- Opening Delimiter -
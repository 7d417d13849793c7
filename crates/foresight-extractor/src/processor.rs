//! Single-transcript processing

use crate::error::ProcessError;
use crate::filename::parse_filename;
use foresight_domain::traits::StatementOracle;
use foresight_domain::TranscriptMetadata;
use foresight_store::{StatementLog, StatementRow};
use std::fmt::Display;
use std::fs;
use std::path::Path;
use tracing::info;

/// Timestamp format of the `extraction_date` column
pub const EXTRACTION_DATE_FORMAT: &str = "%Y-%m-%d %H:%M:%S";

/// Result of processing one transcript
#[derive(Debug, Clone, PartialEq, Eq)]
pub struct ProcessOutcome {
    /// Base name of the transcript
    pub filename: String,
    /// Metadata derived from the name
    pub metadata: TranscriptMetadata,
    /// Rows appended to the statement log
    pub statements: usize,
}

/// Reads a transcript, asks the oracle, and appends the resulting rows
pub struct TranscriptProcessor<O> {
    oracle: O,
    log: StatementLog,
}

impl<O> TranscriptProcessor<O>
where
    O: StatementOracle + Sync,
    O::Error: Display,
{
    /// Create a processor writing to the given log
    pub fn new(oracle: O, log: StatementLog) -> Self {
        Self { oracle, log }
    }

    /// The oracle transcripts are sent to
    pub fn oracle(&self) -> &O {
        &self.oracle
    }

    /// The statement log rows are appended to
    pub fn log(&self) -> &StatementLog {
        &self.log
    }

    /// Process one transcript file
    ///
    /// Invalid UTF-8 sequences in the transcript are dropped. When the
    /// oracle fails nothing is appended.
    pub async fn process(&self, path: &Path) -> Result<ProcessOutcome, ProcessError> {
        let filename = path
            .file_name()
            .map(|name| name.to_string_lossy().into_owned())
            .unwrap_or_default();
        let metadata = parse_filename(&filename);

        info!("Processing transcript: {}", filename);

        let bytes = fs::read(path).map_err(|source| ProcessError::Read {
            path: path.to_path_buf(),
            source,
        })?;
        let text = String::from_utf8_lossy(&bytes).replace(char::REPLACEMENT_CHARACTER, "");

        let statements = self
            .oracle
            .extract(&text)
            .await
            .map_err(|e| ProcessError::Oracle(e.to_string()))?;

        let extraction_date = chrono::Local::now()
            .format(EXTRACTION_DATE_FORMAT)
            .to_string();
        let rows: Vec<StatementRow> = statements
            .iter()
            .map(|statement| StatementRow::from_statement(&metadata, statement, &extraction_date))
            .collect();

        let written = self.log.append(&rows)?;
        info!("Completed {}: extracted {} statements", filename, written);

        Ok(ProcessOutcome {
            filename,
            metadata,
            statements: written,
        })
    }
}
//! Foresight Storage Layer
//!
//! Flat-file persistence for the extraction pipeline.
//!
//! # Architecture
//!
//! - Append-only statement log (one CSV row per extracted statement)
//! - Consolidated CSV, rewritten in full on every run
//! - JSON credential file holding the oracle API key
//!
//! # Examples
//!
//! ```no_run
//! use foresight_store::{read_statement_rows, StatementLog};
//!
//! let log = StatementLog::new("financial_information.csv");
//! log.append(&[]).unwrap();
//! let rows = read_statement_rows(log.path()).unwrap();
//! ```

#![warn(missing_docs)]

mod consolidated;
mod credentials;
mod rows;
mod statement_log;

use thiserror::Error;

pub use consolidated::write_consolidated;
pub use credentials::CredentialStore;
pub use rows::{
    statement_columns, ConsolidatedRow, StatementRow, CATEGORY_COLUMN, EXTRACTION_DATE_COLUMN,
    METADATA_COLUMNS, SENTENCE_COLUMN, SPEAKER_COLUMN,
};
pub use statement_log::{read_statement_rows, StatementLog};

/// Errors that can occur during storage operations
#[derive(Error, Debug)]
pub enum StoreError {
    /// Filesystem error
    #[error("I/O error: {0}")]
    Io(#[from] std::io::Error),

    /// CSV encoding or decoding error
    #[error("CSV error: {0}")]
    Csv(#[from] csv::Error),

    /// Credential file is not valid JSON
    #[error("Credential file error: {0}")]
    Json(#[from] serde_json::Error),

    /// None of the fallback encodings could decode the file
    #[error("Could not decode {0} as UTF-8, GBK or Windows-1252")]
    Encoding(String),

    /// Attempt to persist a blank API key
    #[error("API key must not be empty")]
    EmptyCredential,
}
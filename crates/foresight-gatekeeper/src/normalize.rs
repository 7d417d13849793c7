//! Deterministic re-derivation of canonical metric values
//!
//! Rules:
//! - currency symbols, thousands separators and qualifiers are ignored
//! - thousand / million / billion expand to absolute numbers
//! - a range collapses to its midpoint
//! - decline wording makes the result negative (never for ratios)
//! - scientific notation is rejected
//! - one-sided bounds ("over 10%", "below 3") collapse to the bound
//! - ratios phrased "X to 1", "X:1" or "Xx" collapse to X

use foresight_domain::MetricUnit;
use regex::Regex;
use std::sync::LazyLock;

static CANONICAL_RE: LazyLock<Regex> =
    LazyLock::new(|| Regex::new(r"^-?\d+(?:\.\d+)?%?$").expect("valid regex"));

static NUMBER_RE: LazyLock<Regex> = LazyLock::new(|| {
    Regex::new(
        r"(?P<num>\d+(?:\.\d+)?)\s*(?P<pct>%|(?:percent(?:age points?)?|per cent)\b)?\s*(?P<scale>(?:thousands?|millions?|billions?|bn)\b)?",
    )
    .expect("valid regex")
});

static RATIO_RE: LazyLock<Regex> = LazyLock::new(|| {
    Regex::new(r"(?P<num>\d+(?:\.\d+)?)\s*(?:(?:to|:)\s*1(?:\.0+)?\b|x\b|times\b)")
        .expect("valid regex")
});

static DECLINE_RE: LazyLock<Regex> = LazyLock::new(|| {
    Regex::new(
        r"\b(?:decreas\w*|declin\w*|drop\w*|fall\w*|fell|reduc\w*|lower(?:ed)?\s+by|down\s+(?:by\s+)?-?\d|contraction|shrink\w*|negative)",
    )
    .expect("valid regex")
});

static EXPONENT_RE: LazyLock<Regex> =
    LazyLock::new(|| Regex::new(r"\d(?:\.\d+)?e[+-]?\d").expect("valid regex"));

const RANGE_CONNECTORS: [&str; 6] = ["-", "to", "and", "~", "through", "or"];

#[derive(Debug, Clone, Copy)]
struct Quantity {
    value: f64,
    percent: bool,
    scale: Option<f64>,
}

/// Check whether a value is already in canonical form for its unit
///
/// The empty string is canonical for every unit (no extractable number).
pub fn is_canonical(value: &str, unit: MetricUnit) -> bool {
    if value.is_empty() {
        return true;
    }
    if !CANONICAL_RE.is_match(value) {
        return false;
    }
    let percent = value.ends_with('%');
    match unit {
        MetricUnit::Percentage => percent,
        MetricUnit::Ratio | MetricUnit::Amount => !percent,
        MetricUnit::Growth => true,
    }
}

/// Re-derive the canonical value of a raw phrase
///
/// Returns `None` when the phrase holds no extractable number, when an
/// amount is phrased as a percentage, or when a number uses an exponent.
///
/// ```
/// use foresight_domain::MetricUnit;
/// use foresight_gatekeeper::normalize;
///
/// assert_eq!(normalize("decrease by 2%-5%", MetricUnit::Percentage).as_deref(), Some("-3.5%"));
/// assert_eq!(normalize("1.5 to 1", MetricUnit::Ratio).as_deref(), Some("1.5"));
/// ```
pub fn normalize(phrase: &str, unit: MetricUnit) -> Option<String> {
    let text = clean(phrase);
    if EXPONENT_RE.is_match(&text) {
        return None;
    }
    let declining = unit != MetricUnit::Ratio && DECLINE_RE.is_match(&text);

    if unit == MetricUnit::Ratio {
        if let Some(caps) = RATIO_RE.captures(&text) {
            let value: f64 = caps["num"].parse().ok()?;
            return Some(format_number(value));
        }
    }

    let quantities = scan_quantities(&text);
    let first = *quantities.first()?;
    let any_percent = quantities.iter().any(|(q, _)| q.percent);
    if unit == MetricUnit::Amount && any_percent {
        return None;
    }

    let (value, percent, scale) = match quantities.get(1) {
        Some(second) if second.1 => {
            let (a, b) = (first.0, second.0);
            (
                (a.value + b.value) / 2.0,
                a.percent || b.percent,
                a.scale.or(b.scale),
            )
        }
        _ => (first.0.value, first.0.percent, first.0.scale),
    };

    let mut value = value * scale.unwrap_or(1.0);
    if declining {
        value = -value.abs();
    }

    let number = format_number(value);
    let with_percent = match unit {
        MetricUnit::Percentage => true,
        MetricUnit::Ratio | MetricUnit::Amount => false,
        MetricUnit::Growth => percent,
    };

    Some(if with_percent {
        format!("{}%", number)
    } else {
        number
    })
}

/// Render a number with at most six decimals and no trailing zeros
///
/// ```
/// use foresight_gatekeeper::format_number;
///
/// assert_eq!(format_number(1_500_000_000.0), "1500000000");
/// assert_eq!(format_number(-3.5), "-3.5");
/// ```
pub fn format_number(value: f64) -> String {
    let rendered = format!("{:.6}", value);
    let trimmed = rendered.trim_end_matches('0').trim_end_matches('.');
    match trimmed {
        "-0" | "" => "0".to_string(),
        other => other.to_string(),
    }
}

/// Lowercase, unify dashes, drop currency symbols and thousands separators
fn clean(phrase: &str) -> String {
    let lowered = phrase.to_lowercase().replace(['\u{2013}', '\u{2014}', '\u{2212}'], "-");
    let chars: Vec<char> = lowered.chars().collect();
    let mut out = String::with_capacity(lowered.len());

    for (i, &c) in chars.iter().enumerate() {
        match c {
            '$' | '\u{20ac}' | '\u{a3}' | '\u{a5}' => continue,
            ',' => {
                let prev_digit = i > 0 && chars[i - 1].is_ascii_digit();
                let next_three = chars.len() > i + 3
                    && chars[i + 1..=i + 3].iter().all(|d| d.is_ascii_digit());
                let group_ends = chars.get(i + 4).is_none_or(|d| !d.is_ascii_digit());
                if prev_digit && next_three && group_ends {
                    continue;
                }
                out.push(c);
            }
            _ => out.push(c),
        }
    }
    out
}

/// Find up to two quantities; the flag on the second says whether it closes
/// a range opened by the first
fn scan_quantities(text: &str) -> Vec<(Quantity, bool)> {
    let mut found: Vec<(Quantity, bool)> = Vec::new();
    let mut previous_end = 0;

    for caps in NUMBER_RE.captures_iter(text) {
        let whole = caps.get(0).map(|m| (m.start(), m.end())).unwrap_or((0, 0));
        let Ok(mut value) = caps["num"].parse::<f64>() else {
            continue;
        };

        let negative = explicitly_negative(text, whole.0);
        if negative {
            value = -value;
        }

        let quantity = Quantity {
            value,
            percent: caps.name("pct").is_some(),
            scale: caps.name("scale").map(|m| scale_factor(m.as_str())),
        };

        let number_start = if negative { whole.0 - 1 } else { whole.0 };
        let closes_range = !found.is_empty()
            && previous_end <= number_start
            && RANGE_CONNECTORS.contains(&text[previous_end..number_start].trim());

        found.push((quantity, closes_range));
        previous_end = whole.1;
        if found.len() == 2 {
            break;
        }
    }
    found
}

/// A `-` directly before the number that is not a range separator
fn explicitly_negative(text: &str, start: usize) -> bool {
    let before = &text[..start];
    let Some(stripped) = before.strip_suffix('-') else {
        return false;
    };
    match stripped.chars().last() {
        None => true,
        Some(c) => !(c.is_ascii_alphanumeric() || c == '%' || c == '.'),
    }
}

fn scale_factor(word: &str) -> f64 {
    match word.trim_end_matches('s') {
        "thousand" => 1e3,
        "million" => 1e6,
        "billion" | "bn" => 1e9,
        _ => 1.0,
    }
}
- Closing Delimiter -
- [ACTION ITEM]
Reproduce word for word the material above, starting with the line that has "uses an exponent." and stopping after the line that has "pub fn normalize(phrase: &str, unit: MetricUnit)".

- [ANSWER FOR THIS EXERCISE]
/// amount is phrased as a percentage, or when a number uses an exponent.
///
/// ```
/// use foresight_domain::MetricUnit;
/// use foresight_gatekeeper::normalize;
///
/// assert_eq!(normalize("decrease by 2%-5%", MetricUnit::Percentage).as_deref(), Some("-3.5%"));
/// assert_eq!(normalize("1.5 to 1", MetricUnit::Ratio).as_deref(), Some("1.5"));
/// ```
pub fn normalize(phrase: &str, unit: MetricUnit) -> Option<String> {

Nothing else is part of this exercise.